Blockbuster Science Read online

  As mentioned in the first interlude, the Standard Model explains most of what we observe in the universe but not everything (i.e., gravity). So the Standard Model is not quite a theory of everything; rather, it is a theory of most things. Some physicists believe we can go deeper than quarks (the constituent parts of protons) and electrons. To do this, we must depart the known and head for the speculative.

  This is where string theory comes in. Instead of thinking of quarks and electrons as single-dimension particles, string theory suggests they might really have two or more dimensions. These dimensions might be tiny, curled-up ones, or so large that our three-dimensional universe can comfortably dwell within it.

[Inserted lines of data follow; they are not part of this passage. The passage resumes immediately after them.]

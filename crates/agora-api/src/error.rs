use axum::{
    Json,
    extract::rejection::{JsonRejection, QueryRejection},
    http::StatusCode,
    response::{IntoResponse, Response},
};
use thiserror::Error;
use tracing::{debug, error};

use agora_db::StoreError;
use agora_types::api::ErrorBody;

/// Every handler failure; rendered as `{ "error": "..." }` with a 4xx/5xx status.
#[derive(Debug, Error)]
pub enum ApiError {
    #[error(transparent)]
    Store(#[from] StoreError),

    #[error("{0}")]
    BadRequest(String),

    #[error("{0}")]
    PayloadTooLarge(String),

    #[error("internal: {0}")]
    Internal(#[from] anyhow::Error),
}

impl ApiError {
    pub fn bad_request(msg: impl Into<String>) -> Self {
        Self::BadRequest(msg.into())
    }

    pub fn status(&self) -> StatusCode {
        match self {
            Self::Store(StoreError::Unauthorized) => StatusCode::UNAUTHORIZED,
            Self::Store(StoreError::Forbidden(_)) => StatusCode::FORBIDDEN,
            Self::Store(StoreError::NotFound(_)) => StatusCode::NOT_FOUND,
            Self::Store(StoreError::Validation(_)) | Self::BadRequest(_) => StatusCode::BAD_REQUEST,
            Self::PayloadTooLarge(_) => StatusCode::PAYLOAD_TOO_LARGE,
            Self::Store(StoreError::Upstream(_)) | Self::Internal(_) => {
                StatusCode::INTERNAL_SERVER_ERROR
            }
        }
    }
}

impl From<JsonRejection> for ApiError {
    fn from(rejection: JsonRejection) -> Self {
        Self::BadRequest(rejection.body_text())
    }
}

impl From<QueryRejection> for ApiError {
    fn from(rejection: QueryRejection) -> Self {
        Self::BadRequest(rejection.body_text())
    }
}

impl IntoResponse for ApiError {
    fn into_response(self) -> Response {
        let status = self.status();
        let message = if status.is_server_error() {
            error!("Request failed: {:#}", self);
            "Internal server error".to_string()
        } else {
            debug!("Request rejected ({}): {}", status, self);
            self.to_string()
        };

        (status, Json(ErrorBody { error: message })).into_response()
    }
}

#[cfg(test)]
mod tests {
    use super::*;

    #[test]
    fn store_errors_map_to_http_statuses() {
        let cases = [
            (StoreError::Unauthorized, StatusCode::UNAUTHORIZED),
            (StoreError::forbidden("no"), StatusCode::FORBIDDEN),
            (StoreError::not_found("Channel"), StatusCode::NOT_FOUND),
            (StoreError::validation("empty"), StatusCode::BAD_REQUEST),
            (
                StoreError::Upstream(anyhow::anyhow!("disk")),
                StatusCode::INTERNAL_SERVER_ERROR,
            ),
        ];
        for (err, status) in cases {
            assert_eq!(ApiError::from(err).status(), status);
        }
    }

    #[test]
    fn not_found_message_names_the_entity() {
        let err = ApiError::from(StoreError::not_found("Thread"));
        assert_eq!(err.to_string(), "Thread not found");
    }
}
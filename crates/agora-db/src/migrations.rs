use anyhow::Result;
use rusqlite::Connection;
use tracing::info;

pub fn run(conn: &Connection) -> Result<()> {
    conn.execute_batch("CREATE TABLE IF NOT EXISTS schema_version (version INTEGER NOT NULL);")?;

    let version: i64 =
        conn.query_row("SELECT COALESCE(MAX(version), 0) FROM schema_version", [], |r| r.get(0))?;

    if version < 1 {
        info!("DB: running migration v1 (initial schema)");
        conn.execute_batch(
            "
            CREATE TABLE users (
                id          TEXT PRIMARY KEY,
                name        TEXT NOT NULL,
                image       TEXT,
                role        TEXT NOT NULL DEFAULT 'member',
                created_at  TEXT NOT NULL DEFAULT (strftime('%Y-%m-%dT%H:%M:%fZ', 'now'))
            );

            CREATE TABLE channels (
                id          TEXT PRIMARY KEY,
                name        TEXT NOT NULL,
                description TEXT,
                parent_id   TEXT REFERENCES channels(id),
                created_at  TEXT NOT NULL DEFAULT (strftime('%Y-%m-%dT%H:%M:%fZ', 'now'))
            );

            -- Names are unique within their parent scope
            CREATE UNIQUE INDEX idx_channels_scope_name
                ON channels(COALESCE(parent_id, ''), name);

            CREATE TABLE categories (
                id              TEXT PRIMARY KEY,
                name            TEXT NOT NULL UNIQUE,
                description     TEXT,
                icon            TEXT,
                type            TEXT,
                is_admin_only   INTEGER NOT NULL DEFAULT 0
            );

            CREATE TABLE threads (
                id          TEXT PRIMARY KEY,
                forum_id    TEXT NOT NULL REFERENCES categories(id),
                author_id   TEXT NOT NULL REFERENCES users(id),
                name        TEXT NOT NULL,
                is_private  INTEGER NOT NULL DEFAULT 0,
                created_at  TEXT NOT NULL
            );

            CREATE INDEX idx_threads_forum
                ON threads(forum_id, created_at);

            CREATE TABLE messages (
                id          TEXT PRIMARY KEY,
                channel_id  TEXT REFERENCES channels(id),
                thread_id   TEXT REFERENCES threads(id),
                author_id   TEXT NOT NULL REFERENCES users(id),
                content     TEXT NOT NULL,
                file_url    TEXT,
                file_type   TEXT,
                created_at  TEXT NOT NULL,
                CHECK ((channel_id IS NULL) <> (thread_id IS NULL))
            );

            CREATE INDEX idx_messages_channel
                ON messages(channel_id, created_at, id);

            CREATE INDEX idx_messages_thread
                ON messages(thread_id, created_at, id);

            CREATE TABLE reactions (
                id          TEXT PRIMARY KEY,
                message_id  TEXT NOT NULL REFERENCES messages(id),
                user_id     TEXT NOT NULL REFERENCES users(id),
                emoji       TEXT NOT NULL,
                created_at  TEXT NOT NULL DEFAULT (strftime('%Y-%m-%dT%H:%M:%fZ', 'now')),
                UNIQUE(message_id, user_id, emoji)
            );

            CREATE INDEX idx_reactions_message
                ON reactions(message_id);

            -- Seed the default general channel
            INSERT OR IGNORE INTO channels (id, name, description)
                VALUES ('00000000-0000-0000-0000-000000000001', 'general', 'General discussion');

            INSERT INTO schema_version (version) VALUES (1);
            ",
        )?;
    }

    info!("Database migrations complete");
    Ok(())
}
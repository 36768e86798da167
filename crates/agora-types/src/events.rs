use serde::{Deserialize, Serialize};
use uuid::Uuid;

use crate::api::ReactionAction;
use crate::models::{Message, StreamId};

/// Events pushed over the WebSocket gateway.
#[derive(Debug, Clone, Serialize, Deserialize)]
#[serde(tag = "type", content = "data")]
pub enum GatewayEvent {
    /// Server confirms successful identification
    Ready { user_id: Uuid, name: String },

    /// A message was appended to a channel or thread
    MessageCreate { message: Message },

    /// A reaction was added to or removed from a message
    ReactionToggle {
        stream: StreamId,
        message_id: Uuid,
        user_id: Uuid,
        emoji: String,
        action: ReactionAction,
    },

    /// A thread was opened in a forum
    ThreadCreate {
        forum_id: String,
        thread_id: Uuid,
        name: String,
        author_id: Uuid,
    },
}

impl GatewayEvent {
    /// Returns the stream this event is scoped to, if any.
    /// Events that return `None` are delivered to every identified client.
    pub fn stream_id(&self) -> Option<Uuid> {
        match self {
            Self::MessageCreate { message } => message.stream().map(|s| s.id()),
            Self::ReactionToggle { stream, .. } => Some(stream.id()),
            Self::Ready { .. } | Self::ThreadCreate { .. } => None,
        }
    }
}

/// Commands sent FROM client TO server over WebSocket.
#[derive(Debug, Clone, Serialize, Deserialize)]
#[serde(tag = "type", content = "data")]
pub enum GatewayCommand {
    /// Authenticate the WebSocket connection
    Identify { token: String },

    /// Replace the set of streams whose scoped events this client receives
    Subscribe { stream_ids: Vec<Uuid> },
}

#[cfg(test)]
mod tests {
    use super::*;

    #[test]
    fn identify_wire_format() {
        let cmd: GatewayCommand =
            serde_json::from_str(r#"{"type":"Identify","data":{"token":"abc"}}"#).unwrap();
        assert!(matches!(cmd, GatewayCommand::Identify { token } if token == "abc"));
    }

    #[test]
    fn reaction_events_are_stream_scoped() {
        let thread = Uuid::new_v4();
        let event = GatewayEvent::ReactionToggle {
            stream: StreamId::Thread(thread),
            message_id: Uuid::new_v4(),
            user_id: Uuid::new_v4(),
            emoji: "👍".into(),
            action: ReactionAction::Added,
        };
        assert_eq!(event.stream_id(), Some(thread));
    }
}
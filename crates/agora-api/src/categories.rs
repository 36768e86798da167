use axum::{
    Extension, Json,
    extract::{State, rejection::JsonRejection},
    http::StatusCode,
};

use agora_db::directory::NewCategory;
use agora_types::api::{CategoryListResponse, Claims, CreateCategoryRequest, SeedResponse};
use agora_types::models::{Caller, Category};

use crate::error::ApiError;
use crate::state::{AppState, with_db};

pub async fn list_categories(State(state): State<AppState>) -> Result<Json<CategoryListResponse>, ApiError> {
    let categories = with_db(&state, |db| db.list_categories()).await?;
    Ok(Json(CategoryListResponse { categories }))
}

pub async fn create_category(
    State(state): State<AppState>,
    Extension(claims): Extension<Claims>,
    body: Result<Json<CreateCategoryRequest>, JsonRejection>,
) -> Result<(StatusCode, Json<Category>), ApiError> {
    let Json(req) = body?;
    let caller: Caller = claims.into();
    let new = NewCategory {
        id: req.id,
        name: req.name,
        description: req.description,
        icon: req.icon,
        kind: req.kind,
        is_admin_only: req.is_admin_only,
    };
    let category = with_db(&state, move |db| db.create_category(&caller, new)).await?;
    Ok((StatusCode::CREATED, Json(category)))
}

/// POST /categories/seed: installs the default forum layout. Idempotent.
pub async fn seed_categories(
    State(state): State<AppState>,
    Extension(claims): Extension<Claims>,
) -> Result<Json<SeedResponse>, ApiError> {
    let caller: Caller = claims.into();
    let report = with_db(&state, move |db| db.seed_categories(&caller)).await?;

    let message = if report.categories == 0 && report.threads == 0 {
        "Categories already seeded".to_string()
    } else {
        "Categories seeded successfully".to_string()
    };
    Ok(Json(SeedResponse {
        message,
        categories: report.categories,
        threads: report.threads,
    }))
}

  Imagine the four strings of a violin. Each string is tuned (stretched) differently so that when they are bowed (an excitation), a different musical note is produced. This isn't too much different in string theory where the elementary particles (quarks, electrons, and their antimatter equivalent siblings) are the musical notes of strings. However, unlike our violin, which anchors the strings so they can stretch in different ways, the strings in the theory float in spacetime. They are tied to nothing, and yet they have tension.

  Something to ponder: if they exist, where do the strings come from?

  A violin's music comes from its strings vibrating in three dimensions. When we draw these vibrations on a two-dimensional sheet of paper, it looks like a sine or cosine wave (math terms for wavy lines drawn across a flat screen or paper). The strings in string theory are strumming their music in ten, eleven, or twenty-six dimensions.2 The fundamental particles in the Standard Model arise from these vibrations.

  Chapter 1 described four of these dimensions: three spatial (length, width, and height) and one of time. The other six or seven or more, if they exist, must be hidden. Otherwise we would be able to experimentally detect them. A good hiding place would be to compact them to a size that is so small that they become Planck-length small—a millionth of a billionth of a billionth of a billionth of a centimeter. Named for Max Planck who defined the base units (length for example) used to define quantum mechanics, Planck-length is so small that classical ideas about physics are no longer valid. Quantum mechanics dominates.

  I know this is hard to imagine, so let me help. Consider the edge of a piece of paper that is one millimeter thick. Now imagine a character named Ralph. He is insecure because of his size. He stands one-tenth the height of the paper's edge (0.1 mm). If his size were to represent the size of the entire observable universe, then Planck size would equal 0.1 mm relative to him.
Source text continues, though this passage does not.